Boy Alone: A Brother’s Memoir, by Karl Greenfeld (Harper, 368 pp., $25.99)

In the 1988 film Rain Man, Dustin Hoffman plays an autistic adult named Raymond Babbitt, a role for which he received an Academy Award. Hoffman’s performance has another distinction: 21 years later, it remains the phoniest portrayal of autism ever put on screen.

Those who suffer from that affliction, unlike Raymond, aren’t all cuteness and intuition. Their rages don’t last three picturesque minutes; they can go on for days. In infancy, those stricken most severely retreat into themselves, never to emerge. Others suffer poor coordination and speak only with great difficulty. Even those with less pronounced symptoms have difficulty relating to family members, schoolmates, and, if they’re lucky enough to find a job, coworkers. They can exasperate those closest to them on a daily basis: tantrums are frequent, confusion constant. From their earliest years, autistic people are mysteries, as bewildering to themselves as they are to doctors. Their situation can sometimes be palliated, but not cured.

No one knows this better than the parents and siblings of severely autistic children. Few have described their experiences, and none have produced a memoir as precise and poignant as Karl Greenfeld’s Boy Alone.

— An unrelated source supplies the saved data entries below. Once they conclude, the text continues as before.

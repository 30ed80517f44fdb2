//! Domain models for the marketplace API.
//!
//! These are the shapes handlers work with and return as JSON. Row types
//! stay private to the repositories in [`crate::db`].

pub mod category;
pub mod discovery;
pub mod offer;
pub mod order;
pub mod product;
pub mod store;
pub mod support;
pub mod webhook;

pub use category::{Category, CategoryNode, CategoryUpdate, NewCategory};
pub use discovery::DiscoveryJob;
pub use offer::{CounterOffer, NewOffer, Offer, OfferDetail, OfferEvent, OfferListQuery};
pub use order::Order;
pub use product::{
    CurationQueueItem, NewProduct, Page, Product, ProductDetail, ProductFilter, ProductListItem,
    ProductSort, ProductUpdate, SimilarProduct,
};
pub use store::{
    NewService, NewStore, NewStoreCategory, Store, StoreCategory, StoreProfile, StoreService,
    StoreUpdate,
};
pub use support::{Ticket, TicketDetail, TicketMessage};
pub use webhook::{WebhookDiagnostics, WebhookEventSummary, WebhookTypeCount};

/// Trim a text field and check its length in characters.
///
/// Returns the trimmed value or a message naming the field.
pub(crate) fn bounded_text(
    field: &str,
    value: &str,
    min: usize,
    max: usize,
) -> Result<String, String> {
    let trimmed = value.trim();
    let len = trimmed.chars().count();
    if len < min || len > max {
        return Err(format!(
            "{field} must be between {min} and {max} characters"
        ));
    }
    Ok(trimmed.to_owned())
}

/// Trim an optional text field, mapping blank values to `None`.
pub(crate) fn optional_text(value: Option<String>) -> Option<String> {
    value
        .map(|v| v.trim().to_owned())
        .filter(|v| !v.is_empty())
}

#[cfg(test)]
mod tests {
    use super::*;

    #[test]
    fn test_bounded_text_trims() {
        assert_eq!(bounded_text("name", "  Gravel  ", 1, 60), Ok("Gravel".to_string()));
    }

    #[test]
    fn test_bounded_text_counts_chars() {
        assert!(bounded_text("name", "ñññ", 3, 3).is_ok());
        assert_eq!(
            bounded_text("name", "   ", 1, 60),
            Err("name must be between 1 and 60 characters".to_string())
        );
    }

    #[test]
    fn test_optional_text() {
        assert_eq!(optional_text(Some("  ".to_string())), None);
        assert_eq!(optional_text(Some(" Oslo ".to_string())), Some("Oslo".to_string()));
        assert_eq!(optional_text(None), None);
    }
}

A former editor of Sports Illustrated, Greenfeld is also a widely published short-story writer. Here he displays the accuracy of a Leica and the sensitivity of a light meter as he recalls the complicated relationship with his younger brother Noah over four decades.

The two men are the sons of scenarist Josh Greenfeld (Harry and Tonto) and his wife Foumi, a Japanese artist. In the beginning, Karl was delighted to have a younger brother with the same attractive Eurasian look and the same cheerful disposition. In a short time, however, Noah stopped speaking and became unresponsive. Was there a short circuit in his brain? Had there been some sort of psychological trauma? No one knew. The family consulted dozens of doctors. The authority on autism at the time was Bruno Bettelheim, whose book, The Empty Fortress, was a sixties bestseller. A self-promoting “expert” whose theories have since been disproved, Bettelheim urged parents to go into therapy, thereby intensifying their feelings of guilt. At the same time, the children were to be boarded at Bettelheim’s Orthogenic School. There, the young victims were given almost unlimited freedom, which supposedly would help them emerge from the “state of fear” that their “refrigerator mothers” had engendered.

The method only made things worse; the early years are when parents’ efforts to reach the child are most crucial. “It is hard to quantify the damage that Bettelheim did to a generation of autistic children,” Greenfield writes. With cold fury, he charts the precious years lost adhering to a form of treatment devoid of scientific grounding. Yet the treatment so pervaded the medical establishment that “the parents of autistic children found themselves on the defensive whenever they sought treatment for their kids.”

The guilt-ridden Greenfeld family pulled up stakes in New York and settled in southern California, where a series of more enlightened specialists worked with their younger son. There was no dramatic breakthrough, but they kept Noah at home, feeding him, cleaning him, and devoting days, months, and years to his care. Karl wrestled with resentment because his younger brother got more attention. One memory of adolescence might have come from the imaginings of Jorge Luis Borges: the narrator constructs his own imaginary empires (Karl, Noah, Foumi, Josh), which continually make and break alliances and embark on wars of conquest. “Karl began, strangely enough, as a colony of Noah. It took not one but three wars of independence for Karl to break the cruel reign of the Noah tyranny, and in the last war, the counteroffensive went all the way from Karl (my room) into Noah (his room), ending forever the threat posed by Noah to Karl.”

Confused and bitter, Karl did poorly in school, got lost in a world of drugs, and finally escaped the California scene by heading east to college. Even so, he never stopped caring for, and about, the strange boy with whom he had grown up. Noah is now institutionalized, and Karl has become a husband and the father of two girls. His strongest love is, understandably, directed toward the family he heads. Even so, the example of his parents’ long devotion and sacrifice is too powerful to resist. He knows that when they are gone, he will look after his brother assiduously. “There is nothing to be gained from loving Noah,” he writes. “Ultimately, I tell myself, my best chance at happiness is turn my back and walk away” from this impassive figure who shares the same genes and little else.

“But I can’t.”

It’s estimated that one out of every 150 children born in the U.S. has some form of autism. The parents of the other 149 will also profit from reading this luminous account of true brotherhood, lived and written in an age of indulgence and self-pity.